The Oldsmobile company coined the term “not your father’s,” Oldsmobile” to describe the 1988 Olds Cutlass – for a new generation of buyers. The world was changing faster than car designs. Within a year, the Berlin Wall fell, and the Cold War was nearly over. The downward slide resulted in the dissolution of the Soviet Union and the Russian Federation began.

I was exceptionally busy during the Cold War, flying missions on Russian submarines operating in the Atlantic Ocean. Technology was changing. Every year, a new update or sensor seems to be added to our aircraft. We went from ‘shooting’ a star using a celestial handbook to using a digital device.

I have many hours transiting the Pacific Ocean with a sextant traveling 300+ miles/hour. It would take more than a couple of minutes to calculate the approximate location of the navigational star and then the preliminary activities of getting the sextant ready to shoot. The entire operation is based on time, and sometimes there was not enough of it.

Technology allows faster processing and time savings. In the early ’70s, satellite navigation was being updated to another squadron in Hawaii while I was active. GPS followed quickly thereafter. My first flight to Tahiti involved the use of the Litton 72 Inertial Navigation System.

In 1976, we did a test flight out of Moffatt Field, CA, and landed with an error of less than a few feet. Our planned flight to Hawaii to pick up a bunch of NOAA scientists was put on hold when the LTN-72 unit would not turn on. We flew to Burbank (or somewhere nearby – my mind is a little fuzzy with the exact location) to trade in the old broken unit for a brand new LTN-72.

We plugged it in and immediately took off for Hawaii to collect our guests and head to Tahiti the next morning. Our mission was to sample the equatorial currents north and south of the equator. Starting at 10⁰N, we dropped bathythermograph sonobuoys every thirty miles until we went to 10⁰S. We did the same thing, returning to Hawaii four days later. The scientists claimed they were able to gain more information on one flight that had been collected over the past decades.

Our crew was the first of many flights to fly that mission. However, the remaining flights spent only two days in Tahiti. We had the technology and finally took a moment to use it wisely—to capture oceanographic data on a single mission. Technology changes faster than some of us can absorb it. What my father flew on enemy submarines during WWII was revolutionized in the summer of ’72 when the DIFAR sonobuoy was introduced.

Instead of listening to submarine sounds from an omnidirectional (a full 360⁰ spread of the ocean), we could slice into a specific direction from which the sounds came. This absolutely changed the game of submarine hunting in our favor. That was ‘70s and ‘80s. The aircraft (P3s) are no longer in service in the United States (some foreign countries still use these aircraft). The mission to find, localize, and be able to launch an attack (simulated) has not changed, but the technology has changed.

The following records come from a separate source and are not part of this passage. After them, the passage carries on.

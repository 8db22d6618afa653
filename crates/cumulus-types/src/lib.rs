// This Source Code Form is subject to the terms of the Mozilla Public
// License, v. 2.0. If a copy of the MPL was not distributed with this
// file, You can obtain one at https://mozilla.org/MPL/2.0/.

//! Fundamental types shared by other cumulus crates.
//!
//! This crate defines the small vocabulary types (lifecycle states, address
//! classes, MAC addresses) that the core library, its configuration, and the
//! standalone driver all need to agree on, so each of them can implement its
//! own conversions without any layering oddities.

use std::fmt::Display;
use std::io::{Error, ErrorKind};
use std::str::FromStr;

use serde::{de, Deserialize, Deserializer, Serialize, Serializer};

/// The desired lifecycle state of an instance, as requested by its owner.
///
/// This is independent of [`VmState`], which is what the hypervisor last
/// reported about the running machine.
#[derive(
    Clone,
    Copy,
    Debug,
    Default,
    PartialEq,
    Eq,
    Hash,
    Serialize,
    Deserialize,
    strum::Display,
    strum::EnumString,
    strum::EnumIter,
    strum::IntoStaticStr,
)]
#[serde(rename_all = "lowercase")]
#[strum(serialize_all = "lowercase")]
pub enum InstanceState {
    /// The instance should be running.
    #[default]
    Start,
    /// The instance should be shut down.
    Stop,
    /// The running instance should be recycled, then return to `Start`.
    Restart,
    /// The instance should be removed along with its resources.
    Destroy,
    /// Teardown of the instance's VM is in progress.
    Cleanup,
}

/// The state of a virtual machine as reported by the hypervisor node.
#[derive(
    Clone,
    Copy,
    Debug,
    PartialEq,
    Eq,
    Hash,
    Serialize,
    Deserialize,
    strum::Display,
    strum::EnumString,
    strum::EnumIter,
    strum::IntoStaticStr,
)]
#[serde(rename_all = "lowercase")]
#[strum(serialize_all = "lowercase")]
pub enum VmState {
    Provisioning,
    Starting,
    Running,
    Stopped,
    Failed,
    Updating,
}

/// The state of a job reservation. Jobs only move forward, from `Reserved`
/// to one of the terminal states.
#[derive(
    Clone,
    Copy,
    Debug,
    PartialEq,
    Eq,
    Hash,
    Serialize,
    Deserialize,
    strum::Display,
    strum::EnumString,
    strum::EnumIter,
)]
#[serde(rename_all = "lowercase")]
#[strum(serialize_all = "lowercase")]
pub enum JobState {
    Reserved,
    Failed,
    Finished,
}

impl JobState {
    pub fn is_terminal(&self) -> bool {
        !matches!(self, JobState::Reserved)
    }
}

/// Classes of address allocations that can be withheld from an instance.
#[derive(
    Clone,
    Copy,
    Debug,
    PartialEq,
    Eq,
    Hash,
    PartialOrd,
    Ord,
    Serialize,
    Deserialize,
    strum::Display,
    strum::EnumString,
)]
#[serde(rename_all = "lowercase")]
#[strum(serialize_all = "lowercase")]
pub enum AddressClass {
    /// Externally routable addresses.
    External,
    /// Addresses on the host network.
    Host,
}

const MAC_ADDR_LEN: usize = 6;

/// An Ethernet MAC address. Supports conversion from a string formatted as
/// six colon-separated hex octets, e.g. "00:1a:2b:3c:4d:5e".
#[derive(Clone, Copy, PartialEq, Eq, PartialOrd, Ord, Hash, Debug)]
pub struct MacAddr([u8; MAC_ADDR_LEN]);

impl MacAddr {
    pub const fn new(octets: [u8; MAC_ADDR_LEN]) -> Self {
        Self(octets)
    }

    #[inline]
    pub fn octets(&self) -> [u8; MAC_ADDR_LEN] {
        self.0
    }
}

impl FromStr for MacAddr {
    type Err = std::io::Error;
    fn from_str(s: &str) -> Result<Self, Self::Err> {
        let mut octets = [0u8; MAC_ADDR_LEN];
        let mut count = 0;
        for f in s.split(':') {
            if count >= MAC_ADDR_LEN || f.len() != 2 {
                return Err(Error::new(
                    ErrorKind::InvalidInput,
                    format!("Malformed MAC address {}", s),
                ));
            }
            octets[count] = u8::from_str_radix(f, 16).map_err(|e| {
                Self::Err::new(
                    ErrorKind::InvalidInput,
                    format!("Failed to parse MAC address {}: {}", s, e),
                )
            })?;
            count += 1;
        }

        if count != MAC_ADDR_LEN {
            return Err(Self::Err::new(
                ErrorKind::InvalidInput,
                format!(
                    "Expected {} octets in MAC address {}, got {}",
                    MAC_ADDR_LEN, s, count
                ),
            ));
        }

        Ok(Self(octets))
    }
}

impl Display for MacAddr {
    fn fmt(&self, f: &mut std::fmt::Formatter<'_>) -> std::fmt::Result {
        let [a, b, c, d, e, g] = self.0;
        write!(f, "{a:02x}:{b:02x}:{c:02x}:{d:02x}:{e:02x}:{g:02x}")
    }
}

impl Serialize for MacAddr {
    fn serialize<S>(&self, serializer: S) -> Result<S::Ok, S::Error>
    where
        S: Serializer,
    {
        serializer.serialize_str(format!("{}", self).as_str())
    }
}

impl<'d> Deserialize<'d> for MacAddr {
    fn deserialize<D>(deserializer: D) -> Result<Self, D::Error>
    where
        D: Deserializer<'d>,
    {
        let s = String::deserialize(deserializer)?;
        FromStr::from_str(&s).map_err(de::Error::custom)
    }
}
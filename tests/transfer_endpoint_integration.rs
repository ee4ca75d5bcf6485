//! End-to-end tests for the HTTP transfer endpoint.
//!
//! Runs the full actix application over in-memory adapters and exercises
//! the wire contract: multipart sends, conversation listings, image
//! retrieval, and error mapping.

use std::sync::Arc;

use actix_web::{
    App, Error,
    dev::{ServiceFactory, ServiceRequest, ServiceResponse},
    http::StatusCode,
    test, web,
};
use mockable::DefaultClock;
use serde_json::Value;

use parley::config::Config;
use parley::media::memory::InMemoryMediaStore;
use parley::message::{
    adapters::memory::InMemoryMessageRepository, domain::UserId,
    services::send::MessageService, validation::service::DefaultMessageValidator,
};
use parley::transfer;

const BOUNDARY: &str = "parley-test-boundary";

type MemoryService = MessageService<
    InMemoryMessageRepository,
    InMemoryMediaStore,
    DefaultMessageValidator,
    DefaultClock,
>;

fn test_app(
    config: Config,
) -> App<
    impl ServiceFactory<
        ServiceRequest,
        Config = (),
        Response = ServiceResponse,
        Error = Error,
        InitError = (),
    >,
> {
    let service: MemoryService = MessageService::new(
        Arc::new(InMemoryMessageRepository::new()),
        Arc::new(InMemoryMediaStore::new()),
        DefaultMessageValidator::new(),
        Arc::new(DefaultClock),
    );

    App::new()
        .app_data(web::Data::new(service))
        .app_data(web::Data::new(config))
        .configure(
            transfer::configure::<
                InMemoryMessageRepository,
                InMemoryMediaStore,
                DefaultMessageValidator,
                DefaultClock,
            >,
        )
}

fn push_text_field(body: &mut Vec<u8>, name: &str, value: &str) {
    body.extend_from_slice(
        format!(
            "--{BOUNDARY}\r\nContent-Disposition: form-data; name=\"{name}\"\r\n\r\n{value}\r\n"
        )
        .as_bytes(),
    );
}

fn push_file_field(body: &mut Vec<u8>, name: &str, mime: &str, bytes: &[u8]) {
    body.extend_from_slice(
        format!(
            "--{BOUNDARY}\r\nContent-Disposition: form-data; name=\"{name}\"; \
             filename=\"upload.bin\"\r\nContent-Type: {mime}\r\n\r\n"
        )
        .as_bytes(),
    );
    body.extend_from_slice(bytes);
    body.extend_from_slice(b"\r\n");
}

fn close_body(body: &mut Vec<u8>) {
    body.extend_from_slice(format!("--{BOUNDARY}--\r\n").as_bytes());
}

fn text_send_body(sender: UserId, recipient: UserId, text: &str) -> Vec<u8> {
    let mut body = Vec::new();
    push_text_field(&mut body, "senderId", &sender.to_string());
    push_text_field(&mut body, "recipientId", &recipient.to_string());
    push_text_field(&mut body, "messageType", "text");
    push_text_field(&mut body, "messageText", text);
    close_body(&mut body);
    body
}

fn image_send_body(sender: UserId, recipient: UserId, mime: &str, bytes: &[u8]) -> Vec<u8> {
    let mut body = Vec::new();
    push_text_field(&mut body, "senderId", &sender.to_string());
    push_text_field(&mut body, "recipientId", &recipient.to_string());
    push_text_field(&mut body, "messageType", "image");
    push_file_field(&mut body, "imageFile", mime, bytes);
    close_body(&mut body);
    body
}

fn multipart_post(body: Vec<u8>) -> test::TestRequest {
    test::TestRequest::post()
        .uri("/messages")
        .insert_header((
            "content-type",
            format!("multipart/form-data; boundary={BOUNDARY}"),
        ))
        .set_payload(body)
}

#[actix_web::test]
async fn health_endpoint_reports_ok() {
    let app = test::init_service(test_app(Config::default())).await;

    let resp = test::call_service(&app, test::TestRequest::get().uri("/health").to_request())
        .await;

    assert_eq!(resp.status(), StatusCode::OK);
}

#[actix_web::test]
async fn text_message_round_trips_through_the_endpoint() {
    let app = test::init_service(test_app(Config::default())).await;
    let alice = UserId::new();
    let bob = UserId::new();

    let send = multipart_post(text_send_body(alice, bob, "hello bob")).to_request();
    let resp = test::call_service(&app, send).await;
    assert_eq!(resp.status(), StatusCode::OK);

    let sent: Value = test::read_body_json(resp).await;
    assert_eq!(sent["messageType"], "text");
    assert_eq!(sent["messageText"], "hello bob");
    assert_eq!(sent["sequenceNumber"], 1);

    let list = test::TestRequest::get()
        .uri(&format!("/messages/{alice}/{bob}"))
        .to_request();
    let listing: Value = test::call_and_read_body_json(&app, list).await;

    let data = listing["data"].as_array().expect("data array");
    assert_eq!(data.len(), 1);
    assert_eq!(data[0]["messageText"], "hello bob");
    assert_eq!(data[0]["senderId"], sent["senderId"]);
}

#[actix_web::test]
async fn listing_is_symmetric_in_path_order() {
    let app = test::init_service(test_app(Config::default())).await;
    let alice = UserId::new();
    let bob = UserId::new();

    let send = multipart_post(text_send_body(alice, bob, "either way")).to_request();
    assert_eq!(
        test::call_service(&app, send).await.status(),
        StatusCode::OK
    );

    let forward: Value = test::call_and_read_body_json(
        &app,
        test::TestRequest::get()
            .uri(&format!("/messages/{alice}/{bob}"))
            .to_request(),
    )
    .await;
    let backward: Value = test::call_and_read_body_json(
        &app,
        test::TestRequest::get()
            .uri(&format!("/messages/{bob}/{alice}"))
            .to_request(),
    )
    .await;

    assert_eq!(forward, backward);
}

#[actix_web::test]
async fn image_upload_serves_identical_bytes_back() {
    let app = test::init_service(test_app(Config::default())).await;
    let alice = UserId::new();
    let bob = UserId::new();
    let image_bytes = b"pretend this is a png".to_vec();

    let send =
        multipart_post(image_send_body(alice, bob, "image/png", &image_bytes)).to_request();
    let resp = test::call_service(&app, send).await;
    assert_eq!(resp.status(), StatusCode::OK);

    let sent: Value = test::read_body_json(resp).await;
    assert_eq!(sent["messageType"], "image");
    let image_url = sent["imageUrl"].as_str().expect("image reference");

    let fetch = test::TestRequest::get()
        .uri(&format!("/files/{image_url}"))
        .to_request();
    let fetched = test::call_service(&app, fetch).await;
    assert_eq!(fetched.status(), StatusCode::OK);
    assert_eq!(
        fetched
            .headers()
            .get("content-type")
            .and_then(|v| v.to_str().ok()),
        Some("image/png")
    );

    let bytes = test::read_body(fetched).await;
    assert_eq!(bytes.as_ref(), image_bytes.as_slice());
}

#[actix_web::test]
async fn blank_text_is_rejected_with_bad_request() {
    let app = test::init_service(test_app(Config::default())).await;
    let alice = UserId::new();
    let bob = UserId::new();

    let send = multipart_post(text_send_body(alice, bob, "   ")).to_request();
    let resp = test::call_service(&app, send).await;
    assert_eq!(resp.status(), StatusCode::BAD_REQUEST);

    let body: Value = test::read_body_json(resp).await;
    assert!(body["error"].as_str().is_some());

    let listing: Value = test::call_and_read_body_json(
        &app,
        test::TestRequest::get()
            .uri(&format!("/messages/{alice}/{bob}"))
            .to_request(),
    )
    .await;
    assert_eq!(listing["data"].as_array().map(Vec::len), Some(0));
}

#[actix_web::test]
async fn sending_to_oneself_is_rejected() {
    let app = test::init_service(test_app(Config::default())).await;
    let user = UserId::new();

    let send = multipart_post(text_send_body(user, user, "hello me")).to_request();
    let resp = test::call_service(&app, send).await;

    assert_eq!(resp.status(), StatusCode::BAD_REQUEST);
}

#[actix_web::test]
async fn missing_message_type_is_rejected() {
    let app = test::init_service(test_app(Config::default())).await;
    let mut body = Vec::new();
    push_text_field(&mut body, "senderId", &UserId::new().to_string());
    push_text_field(&mut body, "recipientId", &UserId::new().to_string());
    push_text_field(&mut body, "messageText", "no type");
    close_body(&mut body);

    let resp = test::call_service(&app, multipart_post(body).to_request()).await;

    assert_eq!(resp.status(), StatusCode::BAD_REQUEST);
}

#[actix_web::test]
async fn image_type_without_file_is_rejected() {
    let app = test::init_service(test_app(Config::default())).await;
    let mut body = Vec::new();
    push_text_field(&mut body, "senderId", &UserId::new().to_string());
    push_text_field(&mut body, "recipientId", &UserId::new().to_string());
    push_text_field(&mut body, "messageType", "image");
    close_body(&mut body);

    let resp = test::call_service(&app, multipart_post(body).to_request()).await;

    assert_eq!(resp.status(), StatusCode::BAD_REQUEST);
}

#[actix_web::test]
async fn non_image_upload_is_rejected() {
    let app = test::init_service(test_app(Config::default())).await;

    let send = multipart_post(image_send_body(
        UserId::new(),
        UserId::new(),
        "text/plain",
        b"not an image",
    ))
    .to_request();
    let resp = test::call_service(&app, send).await;

    assert_eq!(resp.status(), StatusCode::BAD_REQUEST);
}

#[actix_web::test]
async fn oversized_image_is_rejected_with_payload_too_large() {
    let config = Config {
        max_image_bytes: 16,
        ..Config::default()
    };
    let app = test::init_service(test_app(config)).await;

    let send = multipart_post(image_send_body(
        UserId::new(),
        UserId::new(),
        "image/png",
        &[0u8; 64],
    ))
    .to_request();
    let resp = test::call_service(&app, send).await;

    assert_eq!(resp.status(), StatusCode::PAYLOAD_TOO_LARGE);
}

#[actix_web::test]
async fn unknown_pair_lists_empty_conversation() {
    let app = test::init_service(test_app(Config::default())).await;

    let listing: Value = test::call_and_read_body_json(
        &app,
        test::TestRequest::get()
            .uri(&format!("/messages/{}/{}", UserId::new(), UserId::new()))
            .to_request(),
    )
    .await;

    assert_eq!(listing["data"].as_array().map(Vec::len), Some(0));
}

#[actix_web::test]
async fn malformed_listing_participant_is_rejected() {
    let app = test::init_service(test_app(Config::default())).await;

    let resp = test::call_service(
        &app,
        test::TestRequest::get()
            .uri(&format!("/messages/not-a-uuid/{}", UserId::new()))
            .to_request(),
    )
    .await;
    assert_eq!(resp.status(), StatusCode::BAD_REQUEST);

    let body: Value = test::read_body_json(resp).await;
    assert!(body["error"].as_str().is_some());
}

#[actix_web::test]
async fn unknown_image_reference_is_not_found() {
    let app = test::init_service(test_app(Config::default())).await;

    let resp = test::call_service(
        &app,
        test::TestRequest::get()
            .uri("/files/0a1b2c3d.jpg")
            .to_request(),
    )
    .await;

    assert_eq!(resp.status(), StatusCode::NOT_FOUND);
}

#[actix_web::test]
async fn traversal_style_reference_is_rejected() {
    let app = test::init_service(test_app(Config::default())).await;

    let resp = test::call_service(
        &app,
        test::TestRequest::get()
            .uri("/files/evil..name")
            .to_request(),
    )
    .await;

    assert_eq!(resp.status(), StatusCode::BAD_REQUEST);
}

#[actix_web::test]
async fn malformed_participant_id_is_rejected() {
    let app = test::init_service(test_app(Config::default())).await;
    let mut body = Vec::new();
    push_text_field(&mut body, "senderId", "not-a-uuid");
    push_text_field(&mut body, "recipientId", &UserId::new().to_string());
    push_text_field(&mut body, "messageType", "text");
    push_text_field(&mut body, "messageText", "hello");
    close_body(&mut body);

    let resp = test::call_service(&app, multipart_post(body).to_request()).await;

    assert_eq!(resp.status(), StatusCode::BAD_REQUEST);
}
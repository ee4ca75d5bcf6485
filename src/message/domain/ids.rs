//! Domain identifier newtypes providing type safety for message and
//! participant identifiers.
//!
//! These types wrap UUIDs to prevent accidental mixing of different identifier
//! types and to provide domain-specific validation.

use serde::{Deserialize, Serialize};
use std::fmt;
use std::str::FromStr;
use uuid::Uuid;

/// Unique identifier for a message within the store.
///
/// # Examples
///
/// ```
/// use parley::message::domain::MessageId;
///
/// let id = MessageId::new();
/// assert!(!id.as_ref().is_nil());
/// ```
#[derive(Debug, Clone, Copy, PartialEq, Eq, Hash, Serialize, Deserialize)]
#[serde(transparent)]
pub struct MessageId(Uuid);

impl MessageId {
    /// Creates a new random message identifier.
    #[must_use]
    pub fn new() -> Self {
        Self(Uuid::new_v4())
    }

    /// Creates a message identifier from an existing UUID.
    #[must_use]
    pub const fn from_uuid(uuid: Uuid) -> Self {
        Self(uuid)
    }

    /// Returns the inner UUID value.
    #[must_use]
    pub const fn into_inner(self) -> Uuid {
        self.0
    }
}

/// Note: This implementation generates a new random UUID on each call,
/// which is non-standard behaviour for `Default`. Use `MessageId::new()`
/// if the intent to generate a random ID should be explicit.
impl Default for MessageId {
    fn default() -> Self {
        Self::new()
    }
}

impl AsRef<Uuid> for MessageId {
    fn as_ref(&self) -> &Uuid {
        &self.0
    }
}

impl fmt::Display for MessageId {
    fn fmt(&self, f: &mut fmt::Formatter<'_>) -> fmt::Result {
        write!(f, "{}", self.0)
    }
}

/// Error returned when a participant identifier fails to parse.
#[derive(Debug, Clone, PartialEq, Eq, thiserror::Error)]
#[error("invalid user id '{0}'")]
pub struct ParseUserIdError(String);

/// Identifier for a conversation participant.
///
/// Participant identities are opaque to the store; no user registry is
/// consulted. Identifiers arrive as path or form fields at the transfer
/// boundary and are parsed into this newtype.
///
/// # Examples
///
/// ```
/// use parley::message::domain::UserId;
///
/// let id = UserId::new();
/// let parsed: UserId = id.to_string().parse().expect("round trip");
/// assert_eq!(id, parsed);
/// ```
#[derive(Debug, Clone, Copy, PartialEq, Eq, PartialOrd, Ord, Hash, Serialize, Deserialize)]
#[serde(transparent)]
pub struct UserId(Uuid);

impl UserId {
    /// Creates a new random participant identifier.
    #[must_use]
    pub fn new() -> Self {
        Self(Uuid::new_v4())
    }

    /// Creates a participant identifier from an existing UUID.
    #[must_use]
    pub const fn from_uuid(uuid: Uuid) -> Self {
        Self(uuid)
    }

    /// Returns the inner UUID value.
    #[must_use]
    pub const fn into_inner(self) -> Uuid {
        self.0
    }
}

impl Default for UserId {
    fn default() -> Self {
        Self::new()
    }
}

impl AsRef<Uuid> for UserId {
    fn as_ref(&self) -> &Uuid {
        &self.0
    }
}

impl FromStr for UserId {
    type Err = ParseUserIdError;

    fn from_str(s: &str) -> Result<Self, Self::Err> {
        Uuid::parse_str(s)
            .map(Self)
            .map_err(|_| ParseUserIdError(s.to_owned()))
    }
}

impl fmt::Display for UserId {
    fn fmt(&self, f: &mut fmt::Formatter<'_>) -> fmt::Result {
        write!(f, "{}", self.0)
    }
}

/// Sequence number for ordering messages within a conversation.
///
/// Sequence numbers are assigned by the repository at append time and are
/// monotonically increasing within a conversation, ensuring deterministic
/// message ordering even when two messages share a timestamp.
///
/// # Examples
///
/// ```
/// use parley::message::domain::SequenceNumber;
///
/// let seq = SequenceNumber::new(1);
/// assert_eq!(seq.value(), 1);
/// assert_eq!(seq.next().value(), 2);
/// ```
#[derive(Debug, Clone, Copy, PartialEq, Eq, PartialOrd, Ord, Hash, Serialize, Deserialize)]
#[serde(transparent)]
pub struct SequenceNumber(u64);

impl SequenceNumber {
    /// Creates a sequence number from a value.
    #[must_use]
    pub const fn new(value: u64) -> Self {
        Self(value)
    }

    /// Returns the underlying sequence value.
    #[must_use]
    pub const fn value(&self) -> u64 {
        self.0
    }

    /// Returns the next sequence number.
    ///
    /// Uses saturating arithmetic, so at `u64::MAX` it will not overflow
    /// but return `u64::MAX`. This is practically unreachable in normal use
    /// (would require 2^64 messages).
    #[must_use]
    pub const fn next(&self) -> Self {
        Self(self.0.saturating_add(1))
    }
}

impl From<u64> for SequenceNumber {
    fn from(value: u64) -> Self {
        Self(value)
    }
}

impl fmt::Display for SequenceNumber {
    fn fmt(&self, f: &mut fmt::Formatter<'_>) -> fmt::Result {
        write!(f, "{}", self.0)
    }
}
//! Image blob storage for message attachments.
//!
//! Image messages carry only a reference; the bytes live here. The module
//! follows the same port/adapter split as the message store:
//!
//! - **Port**: [`store::MediaStore`] with content-hash addressing
//! - **Adapters**: [`fs::FsMediaStore`] (capability-scoped directory) and
//!   [`memory::InMemoryMediaStore`] (tests)

pub mod error;
pub mod fs;
pub mod memory;
pub mod store;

If my son or daughter were flying antisubmarine missions today, the mission parameters would be similar, but the tactics and mechanics involved would be way outside the box that I worked in just forty years ago. That is to be expected! Sometimes, technology changes for our good; other times, we spend money and training on something soon to be replaced.

One of my car’s best technology updates in recent years is the rear-view camera. This technology has extended the time between repairs and replacements. Tires, shocks, brakes, and many other automobile parts outlive their predecessors by many miles or years.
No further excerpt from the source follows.